- **Dataset entries**:

################

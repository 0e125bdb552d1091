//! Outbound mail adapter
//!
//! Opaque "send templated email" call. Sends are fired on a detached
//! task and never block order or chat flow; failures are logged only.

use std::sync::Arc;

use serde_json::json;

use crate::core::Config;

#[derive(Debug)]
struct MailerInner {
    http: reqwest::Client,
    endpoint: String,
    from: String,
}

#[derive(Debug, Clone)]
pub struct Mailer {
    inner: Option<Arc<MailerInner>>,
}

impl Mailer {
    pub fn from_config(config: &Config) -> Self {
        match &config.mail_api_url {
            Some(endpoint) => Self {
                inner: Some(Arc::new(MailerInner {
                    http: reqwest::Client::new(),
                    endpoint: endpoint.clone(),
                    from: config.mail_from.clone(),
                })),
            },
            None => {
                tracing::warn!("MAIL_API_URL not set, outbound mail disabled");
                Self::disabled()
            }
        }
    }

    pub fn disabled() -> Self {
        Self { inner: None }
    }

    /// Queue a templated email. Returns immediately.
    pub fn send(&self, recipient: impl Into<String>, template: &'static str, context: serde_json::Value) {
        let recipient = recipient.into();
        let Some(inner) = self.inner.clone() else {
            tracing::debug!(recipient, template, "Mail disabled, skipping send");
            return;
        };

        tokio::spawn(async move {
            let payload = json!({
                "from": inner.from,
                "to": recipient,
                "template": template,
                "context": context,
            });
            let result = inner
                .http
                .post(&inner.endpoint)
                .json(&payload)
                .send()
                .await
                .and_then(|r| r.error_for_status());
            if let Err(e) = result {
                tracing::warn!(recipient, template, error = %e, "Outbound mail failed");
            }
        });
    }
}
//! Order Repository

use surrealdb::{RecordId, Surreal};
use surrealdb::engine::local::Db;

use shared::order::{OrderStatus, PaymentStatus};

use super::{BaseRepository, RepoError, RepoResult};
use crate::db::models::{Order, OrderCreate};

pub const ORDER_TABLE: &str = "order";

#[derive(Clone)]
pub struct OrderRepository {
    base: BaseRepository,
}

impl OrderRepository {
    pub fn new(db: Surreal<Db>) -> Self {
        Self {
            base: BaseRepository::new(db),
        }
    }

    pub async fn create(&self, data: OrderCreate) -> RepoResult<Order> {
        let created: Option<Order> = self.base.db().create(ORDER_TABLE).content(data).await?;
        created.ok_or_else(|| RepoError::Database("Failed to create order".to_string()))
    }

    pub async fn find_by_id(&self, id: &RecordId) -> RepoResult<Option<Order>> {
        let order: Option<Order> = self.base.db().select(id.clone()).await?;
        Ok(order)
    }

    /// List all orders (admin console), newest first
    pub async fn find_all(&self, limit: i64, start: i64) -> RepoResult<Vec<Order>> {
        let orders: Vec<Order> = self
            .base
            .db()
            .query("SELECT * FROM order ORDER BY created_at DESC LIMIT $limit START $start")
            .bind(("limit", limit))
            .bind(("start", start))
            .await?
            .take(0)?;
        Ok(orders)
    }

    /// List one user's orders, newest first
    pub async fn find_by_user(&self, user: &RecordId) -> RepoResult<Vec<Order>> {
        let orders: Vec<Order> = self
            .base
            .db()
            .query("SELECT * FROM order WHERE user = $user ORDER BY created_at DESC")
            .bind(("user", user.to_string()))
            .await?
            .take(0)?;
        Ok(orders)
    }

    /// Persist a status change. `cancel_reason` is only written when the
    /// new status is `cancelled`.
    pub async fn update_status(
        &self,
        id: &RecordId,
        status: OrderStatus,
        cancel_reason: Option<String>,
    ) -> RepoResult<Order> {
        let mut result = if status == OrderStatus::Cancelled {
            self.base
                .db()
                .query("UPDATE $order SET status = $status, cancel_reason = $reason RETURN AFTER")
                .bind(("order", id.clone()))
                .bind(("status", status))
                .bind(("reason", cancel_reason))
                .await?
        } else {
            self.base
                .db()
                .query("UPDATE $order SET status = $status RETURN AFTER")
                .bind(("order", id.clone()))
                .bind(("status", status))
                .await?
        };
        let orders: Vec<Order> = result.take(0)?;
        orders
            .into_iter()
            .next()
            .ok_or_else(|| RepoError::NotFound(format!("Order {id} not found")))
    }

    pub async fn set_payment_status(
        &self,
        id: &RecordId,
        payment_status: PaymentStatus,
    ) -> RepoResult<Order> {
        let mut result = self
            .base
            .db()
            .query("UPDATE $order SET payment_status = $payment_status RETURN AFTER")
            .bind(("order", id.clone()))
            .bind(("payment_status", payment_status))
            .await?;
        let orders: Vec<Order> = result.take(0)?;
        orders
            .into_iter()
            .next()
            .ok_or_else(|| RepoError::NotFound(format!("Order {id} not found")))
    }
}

################

- **WORK REQUEST**:
Quote in full each line from the top of the records above through the line with "Self::disabled()"; stop after that line.

- **OUTPUT BELOW**:
repository 0e125bdb552d1091
//! Outbound mail adapter
//!
//! Opaque "send templated email" call. Sends are fired on a detached
//! task and never block order or chat flow; failures are logged only.

use std::sync::Arc;

use serde_json::json;

use crate::core::Config;

#[derive(Debug)]
struct MailerInner {
    http: reqwest::Client,
    endpoint: String,
    from: String,
}

#[derive(Debug, Clone)]
pub struct Mailer {
    inner: Option<Arc<MailerInner>>,
}

impl Mailer {
    pub fn from_config(config: &Config) -> Self {
        match &config.mail_api_url {
            Some(endpoint) => Self {
                inner: Some(Arc::new(MailerInner {
                    http: reqwest::Client::new(),
                    endpoint: endpoint.clone(),
                    from: config.mail_from.clone(),
                })),
            },
            None => {
                tracing::warn!("MAIL_API_URL not set, outbound mail disabled");
                Self::disabled()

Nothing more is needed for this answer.